A very merry Christmas and the happiest of New Years to all of you! Like Teresa, I wanted to do a little musing about my reading over the past year, and think about directions I might take in the year to come.
This last year, I did less reading than I’ve done in any recent year I can remember. I only read 75 books, and in many past years I’ve read almost double that number. This means that in 2016, I’d simply like to read more: stop turning to television or other distractions (unless it’s good times with good friends) and turn in with my endless stack of wonderful novels instead. I’d also like to be part of the bookish conversation more. Unlike Teresa, I doubt that will mean reading more newly-published books; for me, that will just mean reading other blogs, and commenting on them. I’ve been scrambling to keep up, and it’s time to get back into the habit, especially with my most-beloved blogs.
I like to read roughly one pre-1900 book, one book by an author of color, and one nonfiction book per month, in addition to my other reading. I only made one of those goals, with 13 nonfiction books, 10 books by authors of color, and 9 pre-1900 books. Try, try again; these are goals I really enjoy and ones that shouldn’t be hard to reach.
And yes, I read fewer books than I usually do, but what I read was certainly worthwhile:
Best Short Stories That Will Knock You For a Loop: In Persuasion Nation, George Saunders. These stories are strange, funny, heartbreaking, eerie, satirical, compassionate — exactly what I want stories to be.
Most Convincing Re-Read: I read Emma years ago and didn’t like it. Then I read it again and decided that Jane Austen might have known what she was doing, dang it.
Best Book Containing Norse Dirty Jokes: The Sagas of Icelanders. You want shockingly modern prose, complex characters, day-to-day life, the stories of marriages? Sure, there’s Middlemarch. But centuries earlier, there was this. And there’s also the dirty jokes!
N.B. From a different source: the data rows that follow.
//! Run state machine
//!
//! Preparing -> Active <-> PausedLevelUp, Active -> Extracted | Dead.
//! Terminal phases only lead back to Preparing for a new run.

use serde::{Deserialize, Serialize};

use crate::error::PhaseError;

/// Current phase of a run
#[derive(Debug, Clone, Copy, PartialEq, Eq, Serialize, Deserialize)]
pub enum RunPhase {
    /// Loadout selection, nothing simulates
    Preparing,
    /// Full tick processing
    Active,
    /// Frozen until an offered ability is chosen
    PausedLevelUp,
    /// Reached the extraction zone in time
    Extracted,
    /// Health depleted or countdown expired
    Dead,
}

impl RunPhase {
    /// Whether `self -> to` is a legal edge
    pub fn can_transition(self, to: RunPhase) -> bool {
        use RunPhase::*;
        matches!(
            (self, to),
            (Preparing, Active)
                | (Active, PausedLevelUp)
                | (PausedLevelUp, Active)
                | (Active, Extracted)
                | (Active, Dead)
                | (Extracted, Preparing)
                | (Dead, Preparing)
        )
    }

    /// Validated transition
    pub fn transition(self, to: RunPhase) -> Result<RunPhase, PhaseError> {
        if self.can_transition(to) {
            log::debug!("Run phase {:?} -> {:?}", self, to);
            Ok(to)
        } else {
            Err(PhaseError::InvalidTransition { from: self, to })
        }
    }

    pub fn is_terminal(self) -> bool {
        matches!(self, RunPhase::Extracted | RunPhase::Dead)
    }

    /// Only the active phase advances the world
    pub fn is_simulating(self) -> bool {
        self == RunPhase::Active
    }
}

/// Why a run failed
#[derive(Debug, Clone, Copy, PartialEq, Eq, Serialize, Deserialize)]
pub enum DeathCause {
    HealthDepleted,
    CountdownExpired,
}

/// How a run ended
#[derive(Debug, Clone, Copy, PartialEq, Eq, Serialize, Deserialize)]
pub enum RunOutcome {
    Extracted,
    Dead(DeathCause),
}

#[cfg(test)]
mod tests {
    use super::*;
    use RunPhase::*;

    const ALL: [RunPhase; 5] = [Preparing, Active, PausedLevelUp, Extracted, Dead];

    #[test]
    fn test_transition_table() {
        for from in ALL {
            for to in ALL {
                let expected = match from {
                    Preparing => to == Active,
                    Active => matches!(to, PausedLevelUp | Extracted | Dead),
                    PausedLevelUp => to == Active,
                    Extracted | Dead => to == Preparing,
                };
                assert_eq!(from.can_transition(to), expected, "{from:?} -> {to:?}");
            }
        }
    }

    #[test]
    fn test_invalid_transition_is_rejected() {
        assert_eq!(
            Preparing.transition(Dead),
            Err(PhaseError::InvalidTransition {
                from: Preparing,
                to: Dead
            })
        );
        assert_eq!(Active.transition(Dead), Ok(Dead));
    }

    #[test]
    fn test_terminal_and_simulating() {
        assert!(Extracted.is_terminal() && Dead.is_terminal());
        assert!(!PausedLevelUp.is_terminal());
        assert!(Active.is_simulating());
        assert!(!PausedLevelUp.is_simulating());
    }
}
Best Essays on Random Topics That Make You Rethink the Human Condition: Consider the Lobster, David Foster Wallace. I wasn’t sure I’d like this book, and it absolutely knocked my socks off. Foster Wallace can take any tiny piece of human weirdness and turn it into his particular thoughtful magic.
Best Matched Pair: A Small Place by Jamaica Kincaid, and The White Woman on the Green Bicycle, by Monique Roffey. These books showed two very different perspectives on Caribbean colonialism. Both were angry, loving, impatient, and wise.
Best Book: Hands down, it was Lila, by Marilynne Robinson. Here, Robinson speaks from the heart of someone who has been mostly abused and abandoned, and the language and structure of the book reflect that. The slow, meditative exploration of what it might mean for someone with those experiences to find love again is, in my view, a masterpiece.
Looking back over the year, it makes me excited for 2016. I want all these kinds of experiences, and more. In the new year, I wish you health, happiness, and the space and time for wonderful reading! I look forward to sharing it with you all!